Деревенских мужчин в первые же недели и месяцы подмела войнами работу в совхозе выполняли женщины да дети, такие же, как мы, а то и помладше, школьники третьих — седьмых классов, и в основном девчонки.
Пожалуй, война пока давала знать о себе только этим.
После работы мы мчались купаться. Берег Оки, в отличие от противоположного, был тут высокий, крутой, поросший кустарником и старыми ивами, и мы кубарем скатывались к воде. И глубина здесь приличная — по горлышко.

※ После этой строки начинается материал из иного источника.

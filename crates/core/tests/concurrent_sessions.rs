//! Independent sessions running side by side.

mod common;

use common::*;
use dk_core::agents::{Agent, MockAgent};
use dk_core::engine::{ResumeRequest, StartRequest};
use dk_core::state::{SessionManager, SessionSpec};
use dk_core::transcript::{OpenOutcome, TranscriptStore};
use dk_protocol::config_models::SessionSettings;
use dk_protocol::conversation_models::{ConversationStatus, StopReason};
use std::sync::Arc;
use std::time::Duration;

fn slow(reply: &str, millis: u64) -> Arc<dyn Agent> {
    Arc::new(MockAgent::replying(reply).with_delay(Duration::from_millis(millis)))
}

#[tokio::test]
async fn test_sessions_do_not_interleave() {
    let temp = tempfile::tempdir().unwrap();
    let engine = engine(
        registry(vec![("a", slow("from a", 3)), ("b", slow("from b", 2))]),
        fast_settings(5),
        temp.path(),
    );
    let (tx, rx) = events();

    let mut manager = SessionManager::new(engine, tx);
    let topics = ["alpha", "beta", "gamma", "delta"];
    for topic in topics {
        manager.spawn(SessionSpec::Start(StartRequest::new(topic)));
    }
    assert_eq!(manager.len(), topics.len());

    let results = manager.join_all().await;
    drop(manager);
    let events = collect_events(rx).await;

    let store = TranscriptStore::new(temp.path());
    let mut seen_topics = Vec::new();
    for result in results {
        let outcome = result.unwrap();
        assert_eq!(outcome.reason, StopReason::MaxRounds);
        assert_eq!(outcome.rounds, 5);

        let parsed = store.load(&outcome.transcript).await.unwrap();
        assert_eq!(parsed.conversation.id, outcome.conversation_id);
        assert_eq!(speakers(&parsed.conversation), ["a", "b", "a", "b", "a"]);
        assert_gapless(&parsed.conversation);

        assert_event_sequence(&events, outcome.conversation_id);
        let announced = appended_turns(&events, outcome.conversation_id);
        assert_transcript_matches(&store, &outcome.transcript, &announced).await;

        seen_topics.push(parsed.conversation.topic);
    }

    seen_topics.sort();
    assert_eq!(seen_topics, ["alpha", "beta", "delta", "gamma"]);
    assert_eq!(store.transcripts().await.unwrap().len(), topics.len());
}

#[tokio::test]
async fn test_one_failing_session_does_not_affect_others() {
    let temp = tempfile::tempdir().unwrap();
    let engine = engine(
        registry(vec![("a", slow("from a", 1)), ("b", slow("from b", 1))]),
        fast_settings(3),
        temp.path(),
    );
    let (tx, _rx) = events();

    let mut manager = SessionManager::new(engine, tx);
    manager.spawn(SessionSpec::Start(StartRequest::new("fine")));
    manager.spawn(SessionSpec::Start(StartRequest {
        roster: Some(vec!["ghost".to_string()]),
        ..StartRequest::new("broken")
    }));
    manager.spawn(SessionSpec::Resume(ResumeRequest::new(uuid::Uuid::new_v4())));

    let results = manager.join_all().await;
    assert_eq!(results.len(), 3);
    assert_eq!(results.iter().filter(|r| r.is_ok()).count(), 1);

    let codes: Vec<u8> = results
        .iter()
        .filter_map(|r| r.as_ref().err())
        .map(|e| e.exit_code())
        .collect();
    // an unknown agent is a config error; a missing topic fails in storage
    assert!(codes.contains(&2));
    assert!(codes.contains(&1));
}

#[tokio::test]
async fn test_shutdown_leaves_sessions_resumable() {
    let temp = tempfile::tempdir().unwrap();
    let settings = SessionSettings {
        timeout_secs: 60,
        ..fast_settings(50)
    };
    let engine = engine(
        registry(vec![("a", slow("from a", 20)), ("b", slow("from b", 20))]),
        settings,
        temp.path(),
    );
    let (tx, _rx) = events();

    let mut manager = SessionManager::new(engine, tx);
    manager.spawn(SessionSpec::Start(StartRequest::new("interrupted")));
    tokio::time::sleep(Duration::from_millis(100)).await;
    manager.shutdown().await;
    assert!(manager.is_empty());

    let store = TranscriptStore::new(temp.path());
    let infos = store.list().await.unwrap();
    assert_eq!(infos.len(), 1);
    assert_eq!(infos[0].status, ConversationStatus::Active);

    match store.open_or_create(infos[0].id, None).await.unwrap() {
        OpenOutcome::Resumed { handle, .. } => {
            assert_eq!(handle.id(), infos[0].id);
            assert_gapless(handle.conversation());
        }
        other => panic!("expected a resumable conversation, got {other:?}"),
    }
}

В некотором отдалении от нас, слева, купались девчонки. Среди них я сразу же заметил невысокую, крепкую, с русыми косами и широким лицом, которая была вроде старше других, но не настолько, чтобы особенно выделяться. Может, лишь лифчик выделял ее — белый, с тонкими бретельками, да голубые трусики с красивым пятном-мячиком на боку. Остальные купались лишь в трусах, поскольку в лифчиках у них потребности не было.
— Не заглядываться! — крикнула мне старшая в первый же день, когда мы оказались на берегу.
И потом, после купанья, не раз, то ли в шутку, то ли всерьез, покрикивала нам:
— А ну-ка, мальчики, отвернитесь! Дайте переодеться!